Blatter, Platini to discuss overseas rule

Fifa President Sepp Blatter will meet his Uefa counterpart Michel Platini tomorrow in an attempt to settle their differences …

Fifa President Sepp Blatter will meet his Uefa counterpart Michel Platini tomorrow in an attempt to settle their differences over Blatter's controversial plan for limits on overseas players.

Blatter has insisted for months that he would ask the Fifa Congress in Sydney at the end of this month to endorse the so-called '6+5 ruling' allowing club teams to start a match with no more than five foreign players.
   
However, the European Union has warned the rule proposed by world soccer's governing body would conflict with its own laws on the free movement of labour, risking court action.
   
Sources close to the plan said that Blatter would still present the idea to Fifa's 208 members in Sydney but will now ask them merely for a mandate to examine the idea further.
   
"This is not the same as asking Congress to impose the ruling," one source said. "It will be a typically clever illusion by the president, but in fact it will be something of a climb down because he will just ask them for a mandate and he will not ask Congress to agree to implement the quota system with a start date from 2010.
   
"In theory, it (the '6+5 ruling') is a good idea but in practice it is unworkable," the source added.

Platini told a news conference after a two-day Uefa Executive Committee meeting here that European soccer's ruling body agrees with the quotas proposal in principle.
   
"The objectives are very good, and I have said that many times," he told reporters.
   
"However, they are completely illegal under EU legislation.

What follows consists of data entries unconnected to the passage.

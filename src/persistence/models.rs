//! Database rows for events, weight overrides, and templates.
//!
//! Enum columns are stored as their snake_case tags. Reading a row back is
//! lenient: unknown tags map to the catch-all variant instead of failing
//! the whole query.

use chrono::{DateTime, Utc};
use serde_json::Value;
use uuid::Uuid;

use crate::domain::{
    EventId, EventSource, EventType, IntegrationType, MessageTemplate, ModerationStatus,
    NormalizedEvent, Payload, WebsiteId, WeightOverride, WidgetId,
};

/// A row of the `events` table.
#[derive(Debug, Clone, sqlx::FromRow)]
pub struct EventRow {
    /// Event identifier.
    pub id: Uuid,
    /// Owning widget.
    pub widget_id: Uuid,
    /// Canonical type tag.
    pub event_type: String,
    /// JSONB canonical fields.
    pub event_data: Value,
    /// Display name.
    pub user_name: Option<String>,
    /// Email.
    pub user_email: Option<String>,
    /// Location.
    pub user_location: Option<String>,
    /// Unrendered template.
    pub message_template: String,
    /// Source tag.
    pub integration_type: String,
    /// Moderation tag.
    pub moderation_status: String,
    /// Completeness score.
    pub quality_score: i16,
    /// Provenance tag.
    pub source: String,
    /// Creation timestamp.
    pub created_at: DateTime<Utc>,
    /// Optional expiry.
    pub expires_at: Option<DateTime<Utc>>,
}

impl From<&NormalizedEvent> for EventRow {
    fn from(event: &NormalizedEvent) -> Self {
        Self {
            id: *event.id.as_uuid(),
            widget_id: *event.widget_id.as_uuid(),
            event_type: event.event_type.as_str().to_string(),
            event_data: Value::Object(event.event_data.clone()),
            user_name: event.user_name.clone(),
            user_email: event.user_email.clone(),
            user_location: event.user_location.clone(),
            message_template: event.message_template.clone(),
            integration_type: event.integration_type.as_str().to_string(),
            moderation_status: event.moderation_status.as_str().to_string(),
            quality_score: i16::from(event.quality_score),
            source: event.source.as_str().to_string(),
            created_at: event.created_at,
            expires_at: event.expires_at,
        }
    }
}

impl From<EventRow> for NormalizedEvent {
    fn from(row: EventRow) -> Self {
        let event_data = match row.event_data {
            Value::Object(map) => map,
            _ => Payload::new(),
        };
        Self {
            id: EventId::from_uuid(row.id),
            widget_id: WidgetId::from_uuid(row.widget_id),
            event_type: EventType::from_tag_or_custom(&row.event_type),
            event_data,
            user_name: row.user_name,
            user_email: row.user_email,
            user_location: row.user_location,
            message_template: row.message_template,
            integration_type: IntegrationType::parse(&row.integration_type),
            moderation_status: ModerationStatus::parse(&row.moderation_status),
            quality_score: u8::try_from(row.quality_score.clamp(0, 100)).unwrap_or(0),
            source: EventSource::parse(&row.source),
            created_at: row.created_at,
            expires_at: row.expires_at,
        }
    }
}

/// A row of the `notification_weights` table.
#[derive(Debug, Clone, sqlx::FromRow)]
pub struct WeightRow {
    /// Owning website.
    pub website_id: Uuid,
    /// Canonical type tag.
    pub event_type: String,
    /// Overridden weight.
    pub weight: Option<i32>,
    /// Overridden cap.
    pub max_per_queue: Option<i32>,
    /// Overridden window in days.
    pub ttl_days: Option<i32>,
}

impl From<WeightRow> for WeightOverride {
    fn from(row: WeightRow) -> Self {
        Self {
            website_id: WebsiteId::from_uuid(row.website_id),
            event_type: EventType::from_tag_or_custom(&row.event_type),
            weight: row.weight.and_then(|v| u32::try_from(v).ok()),
            max_per_queue: row.max_per_queue.and_then(|v| usize::try_from(v).ok()),
            ttl_days: row.ttl_days.and_then(|v| u32::try_from(v).ok()),
        }
    }
}

impl From<&WeightOverride> for WeightRow {
    fn from(o: &WeightOverride) -> Self {
        Self {
            website_id: *o.website_id.as_uuid(),
            event_type: o.event_type.as_str().to_string(),
            weight: o.weight.map(|v| i32::try_from(v).unwrap_or(i32::MAX)),
            max_per_queue: o.max_per_queue.map(|v| i32::try_from(v).unwrap_or(i32::MAX)),
            ttl_days: o.ttl_days.map(|v| i32::try_from(v).unwrap_or(i32::MAX)),
        }
    }
}

/// A row of the `message_templates` table.
#[derive(Debug, Clone, sqlx::FromRow)]
pub struct TemplateRow {
    /// Row identifier.
    pub id: Uuid,
    /// Canonical type tag.
    pub event_type: String,
    /// Source tag; `NULL` matches every source.
    pub integration_type: Option<String>,
    /// Template body.
    pub template: String,
    /// Higher wins.
    pub priority: i32,
    /// Inactive rows are ignored.
    pub is_active: bool,
}

impl From<TemplateRow> for MessageTemplate {
    fn from(row: TemplateRow) -> Self {
        Self {
            id: row.id,
            event_type: EventType::from_tag_or_custom(&row.event_type),
            integration_type: row.integration_type.as_deref().map(IntegrationType::parse),
            template: row.template,
            priority: row.priority,
            is_active: row.is_active,
        }
    }
}
//! The render-ready queue handed to client widgets.

use std::collections::BTreeMap;

use chrono::{DateTime, Utc};
use rand::Rng;
use serde::Serialize;
use utoipa::ToSchema;

use super::builder;
use crate::domain::template::{render_event, time_ago};
use crate::domain::{
    EventId, EventSource, EventType, IntegrationType, NormalizedEvent, Payload, WeightTable,
    WidgetId,
};

/// One queue entry with its rendered message.
#[derive(Debug, Clone, Serialize, ToSchema)]
pub struct RenderedNotification {
    /// Event identifier.
    pub id: EventId,
    /// Owning widget.
    pub widget_id: WidgetId,
    /// Canonical type.
    pub event_type: EventType,
    /// Final display string.
    pub message: String,
    /// Display name, if known.
    pub user_name: Option<String>,
    /// Location, if known.
    pub user_location: Option<String>,
    /// Canonical fields for client-side decoration (images, links).
    #[schema(value_type = Object)]
    pub event_data: Payload,
    /// Completeness score.
    pub quality_score: u8,
    /// Originating source.
    pub integration_type: IntegrationType,
    /// Provenance.
    pub source: EventSource,
    /// Creation timestamp.
    pub created_at: DateTime<Utc>,
    /// Relative age at build time.
    pub time_ago: String,
}

impl RenderedNotification {
    /// Renders `event` as of `now`.
    #[must_use]
    pub fn render(event: NormalizedEvent, now: DateTime<Utc>) -> Self {
        let message = render_event(&event, now);
        let time_ago = time_ago(event.created_at, now);
        let mut event_data = event.event_data;
        event_data.remove("email");
        event_data.remove("user_email");
        Self {
            id: event.id,
            widget_id: event.widget_id,
            event_type: event.event_type,
            message,
            user_name: event.user_name,
            user_location: event.user_location,
            event_data,
            quality_score: event.quality_score,
            integration_type: event.integration_type,
            source: event.source,
            created_at: event.created_at,
            time_ago,
        }
    }
}

/// Build statistics returned next to the queue.
#[derive(Debug, Clone, Serialize, ToSchema)]
pub struct QueueMetadata {
    /// Candidates available across all types before interleaving.
    pub total_available: usize,
    /// Events taken per type.
    pub distribution: BTreeMap<String, usize>,
    /// Weight used per participating type.
    pub weights_applied: BTreeMap<String, u32>,
    /// Number of events in the queue.
    pub queue_size: usize,
    /// Build timestamp.
    pub generated_at: DateTime<Utc>,
}

/// Ordered queue plus metadata.
#[derive(Debug, Clone, Serialize, ToSchema)]
pub struct QueueResponse {
    /// Render-ready events in display order.
    pub events: Vec<RenderedNotification>,
    /// Build statistics.
    pub queue_metadata: QueueMetadata,
}

/// Interleaves candidate pools and renders the result.
///
/// Pure apart from `rng`: the same pools, table, seed, and `now` always
/// give the same response.
pub fn assemble<R: Rng + ?Sized>(
    grouped: &BTreeMap<EventType, Vec<NormalizedEvent>>,
    table: &WeightTable,
    target_size: usize,
    now: DateTime<Utc>,
    rng: &mut R,
) -> QueueResponse {
    let weights = table.weights();
    let queue = builder::build(grouped, &weights, target_size, rng);

    let distribution = builder::distribution(&queue)
        .into_iter()
        .map(|(t, n)| (t.to_string(), n))
        .collect();
    let weights_applied = grouped
        .keys()
        .map(|t| (t.to_string(), table.get(*t).weight))
        .filter(|(_, w)| *w > 0)
        .collect();
    let total_available = grouped.values().map(Vec::len).sum();
    let queue_size = queue.len();

    QueueResponse {
        events: queue
            .into_iter()
            .map(|event| RenderedNotification::render(event, now))
            .collect(),
        queue_metadata: QueueMetadata {
            total_available,
            distribution,
            weights_applied,
            queue_size,
            generated_at: now,
        },
    }
}

#[cfg(test)]
mod tests {
    use super::*;
    use crate::domain::{ModerationStatus, WeightOverride, WebsiteId};
    use chrono::Duration;
    use rand::SeedableRng;
    use rand::rngs::StdRng;
    use serde_json::json;

    fn purchase(name: &str, product: &str, now: DateTime<Utc>) -> NormalizedEvent {
        let mut event_data = Payload::new();
        event_data.insert("product_name".to_string(), json!(product));
        event_data.insert("email".to_string(), json!("hidden@example.com"));
        NormalizedEvent {
            id: EventId::new(),
            widget_id: WidgetId::new(),
            event_type: EventType::Purchase,
            event_data,
            user_name: Some(name.to_string()),
            user_email: Some("hidden@example.com".to_string()),
            user_location: Some("Austin, US".to_string()),
            message_template: "{{user_name}} from {{user_location}} just bought {{product_name}}"
                .to_string(),
            integration_type: IntegrationType::Shopify,
            moderation_status: ModerationStatus::Approved,
            quality_score: 85,
            source: EventSource::Natural,
            created_at: now - Duration::minutes(5),
            expires_at: None,
        }
    }

    #[test]
    fn renders_and_reports_metadata() {
        let now = Utc::now();
        let mut grouped = BTreeMap::new();
        grouped.insert(
            EventType::Purchase,
            vec![purchase("Sam", "Mug", now), purchase("Ana", "Tea", now)],
        );
        grouped.insert(EventType::Signup, Vec::new());

        let response = assemble(
            &grouped,
            &WeightTable::defaults(),
            15,
            now,
            &mut StdRng::seed_from_u64(5),
        );

        assert_eq!(response.events.len(), 2);
        let first = response.events.first().map(|e| e.message.clone());
        assert_eq!(first.as_deref(), Some("Sam from Austin, US just bought Mug"));
        assert!(response.events.iter().all(|e| e.time_ago == "5 minutes ago"));
        assert!(response.events.iter().all(|e| !e.event_data.contains_key("email")));

        let meta = &response.queue_metadata;
        assert_eq!(meta.total_available, 2);
        assert_eq!(meta.queue_size, 2);
        assert_eq!(meta.distribution.get("purchase"), Some(&2));
        assert_eq!(meta.weights_applied.get("purchase"), Some(&10));
        assert_eq!(meta.weights_applied.get("signup"), Some(&6));
    }

    #[test]
    fn disabled_types_are_left_out_of_weights_applied() {
        let now = Utc::now();
        let mut grouped = BTreeMap::new();
        grouped.insert(EventType::Purchase, vec![purchase("Sam", "Mug", now)]);
        let table = WeightTable::resolve(&[WeightOverride {
            website_id: WebsiteId::new(),
            event_type: EventType::Purchase,
            weight: Some(0),
            max_per_queue: None,
            ttl_days: None,
        }]);
        let response = assemble(&grouped, &table, 15, now, &mut StdRng::seed_from_u64(1));
        assert!(response.events.is_empty());
        assert!(response.queue_metadata.weights_applied.is_empty());
    }

    #[test]
    fn serializes_outbound_contract() {
        let now = Utc::now();
        let response = assemble(
            &BTreeMap::new(),
            &WeightTable::defaults(),
            15,
            now,
            &mut StdRng::seed_from_u64(1),
        );
        let value = serde_json::to_value(&response).unwrap_or_default();
        assert!(value.get("events").is_some_and(serde_json::Value::is_array));
        let meta = value.get("queue_metadata");
        for key in [
            "total_available",
            "distribution",
            "weights_applied",
            "queue_size",
            "generated_at",
        ] {
            assert!(meta.and_then(|m| m.get(key)).is_some(), "missing {key}");
        }
    }
}
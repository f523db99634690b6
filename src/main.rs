//! proofstream-gateway server entry point.
//!
//! Starts the Axum HTTP server with the REST endpoints and, when enabled,
//! a background task purging expired events.

use std::sync::Arc;
use std::time::Duration;

use axum::Router;
use chrono::Utc;
use sqlx::postgres::PgPoolOptions;
use tower_http::cors::CorsLayer;
use tower_http::timeout::TimeoutLayer;
use tower_http::trace::TraceLayer;
use tracing_subscriber::EnvFilter;

use proofstream_gateway::api;
use proofstream_gateway::app_state::AppState;
use proofstream_gateway::config::{GatewayConfig, LogFormat};
use proofstream_gateway::normalizer::EventNormalizer;
use proofstream_gateway::persistence::{EventStore, InMemoryStore, PostgresStore};

#[tokio::main]
async fn main() -> Result<(), Box<dyn std::error::Error>> {
    // Load configuration
    let config = GatewayConfig::from_env()?;

    // Initialize tracing
    let filter = EnvFilter::try_from_default_env().unwrap_or_else(|_| EnvFilter::new("info"));
    match config.log_format {
        LogFormat::Json => tracing_subscriber::fmt()
            .json()
            .with_env_filter(filter)
            .init(),
        LogFormat::Text => tracing_subscriber::fmt().with_env_filter(filter).init(),
    }
    tracing::info!(addr = %config.listen_addr, "starting proofstream-gateway");

    // Build persistence layer
    let store: Arc<dyn EventStore> = if config.persistence_enabled {
        let pool = PgPoolOptions::new()
            .max_connections(config.database_max_connections)
            .min_connections(config.database_min_connections)
            .acquire_timeout(Duration::from_secs(config.database_connect_timeout_secs))
            .connect(&config.database_url)
            .await?;
        let store = PostgresStore::new(pool);
        store.migrate().await?;
        Arc::new(store)
    } else {
        tracing::warn!("persistence disabled, events are kept in memory only");
        Arc::new(InMemoryStore::new())
    };
    tracing::info!(backend = store.backend(), "event store ready");

    // Schedule expired-event purges
    if config.purge_interval_secs > 0 {
        let store = Arc::clone(&store);
        let period = Duration::from_secs(config.purge_interval_secs);
        tokio::spawn(async move {
            let mut ticker = tokio::time::interval(period);
            loop {
                ticker.tick().await;
                match store.purge_expired(Utc::now()).await {
                    Ok(removed) => tracing::info!(removed, "expired events purged"),
                    Err(e) => tracing::warn!(error = %e, "purge cycle failed"),
                }
            }
        });
    }

    // Build application state
    let app_state = AppState::new(store, EventNormalizer::new(), config.queue);

    // Build router
    let app = Router::new()
        .merge(api::build_router())
        .layer(TimeoutLayer::new(Duration::from_secs(
            config.request_timeout_secs,
        )))
        .layer(TraceLayer::new_for_http())
        .layer(CorsLayer::permissive())
        .with_state(app_state);

    // Start server
    let listener = tokio::net::TcpListener::bind(config.listen_addr).await?;
    tracing::info!(addr = %config.listen_addr, "server listening");

    axum::serve(listener, app).await?;

    Ok(())
}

I will be having a meeting with Mr Blatter tomorrow before the Champions League final about how he intends to deal with this matter at the Fifa Congress at the end of the month."
   
The '6+5 ruling', as well as risking alienating Uefa, was dealt a blow on May 8th when the European Parliament voted against the proposals.
   
EU lawmakers rejected the plan by 518 votes to 49 but most backed Uefa's 'home-grown player rule', which sets a quota of locally-trained players at clubs but without discrimination on nationality.
   
Uefa wants a deal with Brussels on that rule but Fifa opposes the idea, arguing it would encourage the recruitment of players at a young age.
   
To change Fifa's rules Blatter needs 75 per cent support at the Congress in Sydney, where each of Fifa's 208 national member associations who are eligible have one vote each.